◆ TO DO
Copy every line in the records below that contains the word "enumeration".

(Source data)
*****

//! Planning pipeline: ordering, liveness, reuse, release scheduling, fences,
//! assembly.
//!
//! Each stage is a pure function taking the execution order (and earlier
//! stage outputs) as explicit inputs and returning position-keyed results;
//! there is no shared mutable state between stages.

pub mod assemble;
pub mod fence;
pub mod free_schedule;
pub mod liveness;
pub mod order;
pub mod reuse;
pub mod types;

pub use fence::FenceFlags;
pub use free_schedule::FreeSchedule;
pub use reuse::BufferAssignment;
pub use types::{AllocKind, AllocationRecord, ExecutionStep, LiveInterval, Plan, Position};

*****

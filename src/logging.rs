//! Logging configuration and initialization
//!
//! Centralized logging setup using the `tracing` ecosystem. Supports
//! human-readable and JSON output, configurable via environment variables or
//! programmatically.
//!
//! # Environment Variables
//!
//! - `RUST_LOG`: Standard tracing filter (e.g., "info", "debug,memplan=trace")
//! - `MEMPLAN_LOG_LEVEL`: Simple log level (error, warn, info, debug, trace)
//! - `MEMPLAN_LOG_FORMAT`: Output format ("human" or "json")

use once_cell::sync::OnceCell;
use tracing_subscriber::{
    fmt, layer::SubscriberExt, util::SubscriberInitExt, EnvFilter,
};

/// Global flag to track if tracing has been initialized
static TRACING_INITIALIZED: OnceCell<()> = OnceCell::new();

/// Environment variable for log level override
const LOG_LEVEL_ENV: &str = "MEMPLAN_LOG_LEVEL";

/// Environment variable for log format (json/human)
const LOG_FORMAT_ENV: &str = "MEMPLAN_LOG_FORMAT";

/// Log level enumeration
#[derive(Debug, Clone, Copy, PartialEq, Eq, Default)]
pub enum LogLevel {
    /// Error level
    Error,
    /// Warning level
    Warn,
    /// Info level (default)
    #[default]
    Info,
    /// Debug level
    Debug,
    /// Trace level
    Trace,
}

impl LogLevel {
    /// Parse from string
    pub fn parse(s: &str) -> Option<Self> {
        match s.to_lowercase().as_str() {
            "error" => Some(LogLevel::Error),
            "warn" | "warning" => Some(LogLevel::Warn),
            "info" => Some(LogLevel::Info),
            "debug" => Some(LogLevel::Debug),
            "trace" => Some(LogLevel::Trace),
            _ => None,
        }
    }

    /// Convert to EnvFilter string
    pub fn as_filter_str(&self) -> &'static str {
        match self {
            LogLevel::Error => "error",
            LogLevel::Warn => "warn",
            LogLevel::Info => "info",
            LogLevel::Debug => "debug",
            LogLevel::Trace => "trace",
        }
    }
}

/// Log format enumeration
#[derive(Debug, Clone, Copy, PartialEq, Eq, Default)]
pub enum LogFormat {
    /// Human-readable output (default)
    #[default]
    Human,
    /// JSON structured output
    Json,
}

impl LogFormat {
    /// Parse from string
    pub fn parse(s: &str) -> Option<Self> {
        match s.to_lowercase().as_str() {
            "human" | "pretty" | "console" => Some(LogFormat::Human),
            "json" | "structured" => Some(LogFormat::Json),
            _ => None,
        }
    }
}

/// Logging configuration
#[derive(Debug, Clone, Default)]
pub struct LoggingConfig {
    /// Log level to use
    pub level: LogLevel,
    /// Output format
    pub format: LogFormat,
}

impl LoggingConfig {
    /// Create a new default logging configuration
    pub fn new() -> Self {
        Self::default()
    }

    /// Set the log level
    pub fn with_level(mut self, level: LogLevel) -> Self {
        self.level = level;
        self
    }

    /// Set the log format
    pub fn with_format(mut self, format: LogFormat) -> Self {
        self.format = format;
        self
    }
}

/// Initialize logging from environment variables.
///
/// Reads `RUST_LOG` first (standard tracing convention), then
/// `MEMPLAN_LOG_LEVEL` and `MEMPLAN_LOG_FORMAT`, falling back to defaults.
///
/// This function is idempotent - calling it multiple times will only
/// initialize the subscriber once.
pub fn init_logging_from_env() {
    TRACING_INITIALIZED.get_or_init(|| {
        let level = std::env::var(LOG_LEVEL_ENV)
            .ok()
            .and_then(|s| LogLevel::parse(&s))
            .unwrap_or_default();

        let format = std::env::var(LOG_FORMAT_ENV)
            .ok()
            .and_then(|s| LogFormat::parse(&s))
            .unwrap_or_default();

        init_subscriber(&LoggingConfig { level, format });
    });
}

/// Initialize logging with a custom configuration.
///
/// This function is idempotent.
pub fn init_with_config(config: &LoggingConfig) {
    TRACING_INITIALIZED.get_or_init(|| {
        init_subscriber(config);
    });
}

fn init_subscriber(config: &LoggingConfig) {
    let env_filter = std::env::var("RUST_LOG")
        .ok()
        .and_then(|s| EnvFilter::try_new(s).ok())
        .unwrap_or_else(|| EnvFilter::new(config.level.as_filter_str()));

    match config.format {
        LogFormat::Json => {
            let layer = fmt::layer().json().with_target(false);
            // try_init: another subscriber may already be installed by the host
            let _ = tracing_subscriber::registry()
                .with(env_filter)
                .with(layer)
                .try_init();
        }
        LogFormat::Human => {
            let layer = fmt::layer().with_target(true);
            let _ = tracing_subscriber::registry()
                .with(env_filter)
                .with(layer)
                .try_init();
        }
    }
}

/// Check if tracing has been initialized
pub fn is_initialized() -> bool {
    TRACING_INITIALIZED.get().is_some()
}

*****

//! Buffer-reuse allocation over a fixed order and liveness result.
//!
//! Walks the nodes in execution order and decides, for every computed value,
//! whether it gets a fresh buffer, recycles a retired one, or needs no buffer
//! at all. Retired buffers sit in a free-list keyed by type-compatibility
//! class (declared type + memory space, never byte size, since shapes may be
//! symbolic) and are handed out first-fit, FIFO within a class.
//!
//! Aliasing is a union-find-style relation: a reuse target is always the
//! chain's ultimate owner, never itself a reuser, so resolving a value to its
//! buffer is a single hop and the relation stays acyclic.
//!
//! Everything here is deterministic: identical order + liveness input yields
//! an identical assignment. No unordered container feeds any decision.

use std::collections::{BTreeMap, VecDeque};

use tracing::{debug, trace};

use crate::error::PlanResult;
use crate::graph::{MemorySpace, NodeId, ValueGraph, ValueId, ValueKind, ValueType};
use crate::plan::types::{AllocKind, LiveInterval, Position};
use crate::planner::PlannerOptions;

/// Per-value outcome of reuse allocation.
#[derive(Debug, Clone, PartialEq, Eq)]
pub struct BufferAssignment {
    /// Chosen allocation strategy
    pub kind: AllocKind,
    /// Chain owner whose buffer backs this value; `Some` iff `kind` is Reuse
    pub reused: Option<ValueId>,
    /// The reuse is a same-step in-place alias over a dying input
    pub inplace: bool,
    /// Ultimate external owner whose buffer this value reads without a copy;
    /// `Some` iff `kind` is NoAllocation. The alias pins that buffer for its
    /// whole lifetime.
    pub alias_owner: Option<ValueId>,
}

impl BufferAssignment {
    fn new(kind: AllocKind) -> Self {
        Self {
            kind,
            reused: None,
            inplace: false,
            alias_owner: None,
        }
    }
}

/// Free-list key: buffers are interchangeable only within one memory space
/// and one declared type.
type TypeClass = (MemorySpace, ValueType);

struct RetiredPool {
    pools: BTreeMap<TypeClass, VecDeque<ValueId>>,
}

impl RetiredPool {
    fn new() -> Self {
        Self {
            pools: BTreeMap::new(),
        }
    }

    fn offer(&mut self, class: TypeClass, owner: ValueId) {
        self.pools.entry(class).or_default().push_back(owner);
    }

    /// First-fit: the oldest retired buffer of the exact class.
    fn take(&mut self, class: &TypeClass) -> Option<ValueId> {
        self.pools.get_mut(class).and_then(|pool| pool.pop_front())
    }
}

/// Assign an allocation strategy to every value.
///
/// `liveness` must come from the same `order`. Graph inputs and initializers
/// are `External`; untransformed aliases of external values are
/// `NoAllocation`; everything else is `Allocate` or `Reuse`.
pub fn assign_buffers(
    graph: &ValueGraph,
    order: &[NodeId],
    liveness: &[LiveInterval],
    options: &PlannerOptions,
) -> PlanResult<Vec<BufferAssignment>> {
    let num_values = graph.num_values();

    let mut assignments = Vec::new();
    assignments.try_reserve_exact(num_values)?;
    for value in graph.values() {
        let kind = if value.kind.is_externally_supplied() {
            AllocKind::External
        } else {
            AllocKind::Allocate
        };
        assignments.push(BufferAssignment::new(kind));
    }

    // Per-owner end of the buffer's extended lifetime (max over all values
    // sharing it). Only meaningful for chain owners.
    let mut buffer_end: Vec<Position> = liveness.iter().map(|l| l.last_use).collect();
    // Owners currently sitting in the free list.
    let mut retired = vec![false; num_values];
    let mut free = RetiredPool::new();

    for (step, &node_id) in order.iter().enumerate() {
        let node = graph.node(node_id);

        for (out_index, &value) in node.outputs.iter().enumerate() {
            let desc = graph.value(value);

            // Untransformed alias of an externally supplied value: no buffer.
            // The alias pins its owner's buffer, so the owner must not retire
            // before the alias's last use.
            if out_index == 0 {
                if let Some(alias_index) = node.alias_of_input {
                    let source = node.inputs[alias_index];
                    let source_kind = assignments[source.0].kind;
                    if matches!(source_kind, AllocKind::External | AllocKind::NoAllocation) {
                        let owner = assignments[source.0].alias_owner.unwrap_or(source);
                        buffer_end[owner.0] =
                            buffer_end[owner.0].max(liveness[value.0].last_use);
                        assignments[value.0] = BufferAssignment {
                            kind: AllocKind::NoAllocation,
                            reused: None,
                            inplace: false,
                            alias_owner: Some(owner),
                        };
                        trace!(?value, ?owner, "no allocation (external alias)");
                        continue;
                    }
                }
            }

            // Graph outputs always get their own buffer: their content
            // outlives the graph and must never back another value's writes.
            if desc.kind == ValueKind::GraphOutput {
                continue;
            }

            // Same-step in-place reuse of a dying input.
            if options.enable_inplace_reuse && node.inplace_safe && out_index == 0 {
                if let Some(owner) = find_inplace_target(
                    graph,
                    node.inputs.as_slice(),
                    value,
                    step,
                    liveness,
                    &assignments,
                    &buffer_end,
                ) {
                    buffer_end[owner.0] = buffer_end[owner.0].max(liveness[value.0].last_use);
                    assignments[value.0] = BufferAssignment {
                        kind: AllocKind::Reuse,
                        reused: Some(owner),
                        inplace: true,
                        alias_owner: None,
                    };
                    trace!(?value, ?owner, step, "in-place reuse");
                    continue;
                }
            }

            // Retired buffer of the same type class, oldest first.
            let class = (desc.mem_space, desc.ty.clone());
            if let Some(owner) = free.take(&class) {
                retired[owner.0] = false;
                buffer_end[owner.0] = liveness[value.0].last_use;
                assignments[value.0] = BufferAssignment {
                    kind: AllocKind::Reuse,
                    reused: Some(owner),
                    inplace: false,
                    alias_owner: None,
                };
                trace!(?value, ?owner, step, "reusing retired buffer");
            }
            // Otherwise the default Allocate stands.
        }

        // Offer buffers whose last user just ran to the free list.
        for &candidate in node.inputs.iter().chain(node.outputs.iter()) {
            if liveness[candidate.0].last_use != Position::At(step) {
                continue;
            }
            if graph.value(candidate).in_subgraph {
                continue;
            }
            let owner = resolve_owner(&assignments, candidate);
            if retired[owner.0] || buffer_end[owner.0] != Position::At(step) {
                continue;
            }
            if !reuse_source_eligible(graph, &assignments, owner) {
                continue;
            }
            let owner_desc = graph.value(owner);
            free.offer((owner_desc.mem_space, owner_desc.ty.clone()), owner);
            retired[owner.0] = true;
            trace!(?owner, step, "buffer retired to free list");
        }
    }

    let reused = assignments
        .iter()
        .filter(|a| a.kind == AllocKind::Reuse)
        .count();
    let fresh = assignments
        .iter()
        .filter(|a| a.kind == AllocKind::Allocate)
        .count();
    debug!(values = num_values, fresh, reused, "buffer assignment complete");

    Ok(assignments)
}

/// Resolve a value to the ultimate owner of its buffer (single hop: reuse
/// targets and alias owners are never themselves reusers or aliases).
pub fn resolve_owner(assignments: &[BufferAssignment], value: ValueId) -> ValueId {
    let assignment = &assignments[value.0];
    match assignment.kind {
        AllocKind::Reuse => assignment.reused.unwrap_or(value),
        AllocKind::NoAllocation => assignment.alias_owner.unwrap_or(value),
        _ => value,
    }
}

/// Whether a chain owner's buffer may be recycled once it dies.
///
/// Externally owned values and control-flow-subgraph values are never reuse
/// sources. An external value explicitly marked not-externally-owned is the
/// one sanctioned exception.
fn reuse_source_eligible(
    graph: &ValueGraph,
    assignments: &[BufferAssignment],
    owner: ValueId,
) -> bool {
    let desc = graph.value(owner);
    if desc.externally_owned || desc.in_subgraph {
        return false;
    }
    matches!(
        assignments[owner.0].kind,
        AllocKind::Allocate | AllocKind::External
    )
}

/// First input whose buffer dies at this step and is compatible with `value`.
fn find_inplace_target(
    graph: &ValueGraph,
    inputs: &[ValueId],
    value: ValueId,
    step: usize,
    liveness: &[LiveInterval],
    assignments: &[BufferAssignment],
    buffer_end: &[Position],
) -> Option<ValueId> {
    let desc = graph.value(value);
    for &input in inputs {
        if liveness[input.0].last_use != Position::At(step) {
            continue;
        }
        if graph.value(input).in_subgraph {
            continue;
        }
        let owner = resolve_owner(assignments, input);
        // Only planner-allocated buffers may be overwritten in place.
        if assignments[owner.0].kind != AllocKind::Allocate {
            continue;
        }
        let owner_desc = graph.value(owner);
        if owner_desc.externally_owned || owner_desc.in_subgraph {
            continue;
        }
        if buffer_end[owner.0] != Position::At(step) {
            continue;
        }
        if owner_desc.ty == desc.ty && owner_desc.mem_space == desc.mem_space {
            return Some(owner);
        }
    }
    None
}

*****

◆ RESPONSE TO THE EXERCISE
/// Log level enumeration
/// Log format enumeration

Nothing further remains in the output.